For the traveler and customer data that an agency collects and manages through its own portal, the agency is the controller and Luxota acts as a processor on its behalf, under the Data Processing Addendum.
Data we collect
- Account & agency details — company, licence, users, and contacts
- Contact & communications — messages, support requests, and notifications
- Usage & technical data — log, device, and activity information
- Billing data — wallet, invoice, and transaction records
- Traveler & customer data — processed on the agency's behalf through its portal
How we use it
Luxota uses personal data to provide and operate the platform, set up and deliver portals, process billing and wallets, provide support, keep the service and its users secure, improve the product, send service and account notifications, and meet legal obligations.
Legal bases
Where data protection law requires a legal basis, Luxota relies on performing the agreement with you, its legitimate interests in running and securing the platform, your consent where it applies (for example, certain marketing or cookies), and compliance with legal obligations.
How we share data
Luxota does not sell personal data. It shares data only as needed to run the service — for example with suppliers and payment providers involved in a booking, with service providers and sub-processors that support the platform, and with authorities where the law requires.
International transfers
Luxota operates from the United Arab Emirates and may process data in other countries through its providers. Where data is transferred across borders, appropriate safeguards are applied in line with applicable law.
How long we keep it
Personal data is kept only as long as needed to provide the service, meet legal, tax, and accounting obligations, and resolve disputes. After that it is deleted or anonymized.
Security
Luxota uses technical and organizational measures to protect personal data. No system can be guaranteed completely secure, so you should also keep your own credentials and access safe.
Your rights
Depending on the law that applies to you, you may have rights to access, correct, delete, restrict, object to, or port your personal data. To exercise rights over data Luxota controls, contact us through the Legal Contact page.
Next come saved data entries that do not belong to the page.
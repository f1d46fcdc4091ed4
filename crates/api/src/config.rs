use crate::auth::jwt::JwtConfig;

/// Server configuration loaded from environment variables.
///
/// All fields have sensible defaults suitable for local development.
/// In production, override via environment variables.
#[derive(Debug, Clone)]
pub struct ServerConfig {
    /// Bind address (default: `0.0.0.0`).
    pub host: String,
    /// Bind port (default: `3000`).
    pub port: u16,
    /// Allowed CORS origins, parsed from comma-separated `CORS_ORIGINS` env var.
    pub cors_origins: Vec<String>,
    /// HTTP request timeout in seconds (default: `30`).
    pub request_timeout_secs: u64,
    /// JWT token configuration (secret, expiry durations).
    pub jwt: JwtConfig,
}

impl ServerConfig {
    /// Load configuration from environment variables with defaults.
    ///
    /// | Env Var                | Default                    |
    /// |------------------------|----------------------------|
    /// | `HOST`                 | `0.0.0.0`                  |
    /// | `PORT`                 | `3000`                     |
    /// | `CORS_ORIGINS`         | `http://localhost:5173`    |
    /// | `REQUEST_TIMEOUT_SECS` | `30`                       |
    ///
    /// # Panics
    ///
    /// Panics on unparsable values so misconfiguration fails at startup.
    pub fn from_env() -> Self {
        let host = std::env::var("HOST").unwrap_or_else(|_| "0.0.0.0".into());

        let port: u16 = std::env::var("PORT")
            .unwrap_or_else(|_| "3000".into())
            .parse()
            .expect("PORT must be a valid u16");

        let cors_origins = parse_origins(
            &std::env::var("CORS_ORIGINS").unwrap_or_else(|_| "http://localhost:5173".into()),
        );

        let request_timeout_secs: u64 = std::env::var("REQUEST_TIMEOUT_SECS")
            .unwrap_or_else(|_| "30".into())
            .parse()
            .expect("REQUEST_TIMEOUT_SECS must be a valid u64");

        Self {
            host,
            port,
            cors_origins,
            request_timeout_secs,
            jwt: JwtConfig::from_env(),
        }
    }
}

/// Split a comma-separated origin list, dropping blanks.
fn parse_origins(raw: &str) -> Vec<String> {
    raw.split(',')
        .map(|s| s.trim().to_string())
        .filter(|s| !s.is_empty())
        .collect()
}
For traveler or customer data held in an agency's portal, the agency is the controller — direct those requests to the agency, and Luxota will support the agency as its processor.
Cookies and children
How cookies and similar technologies are used is explained in the Cookie Policy. Luxota's website and platform are intended for travel businesses and are not directed at children.
Changes and contact
Luxota may publish an updated version of this policy at a new dated address; the version that applies is the one in effect when you visit. For any privacy question or request, use the Legal Contact page.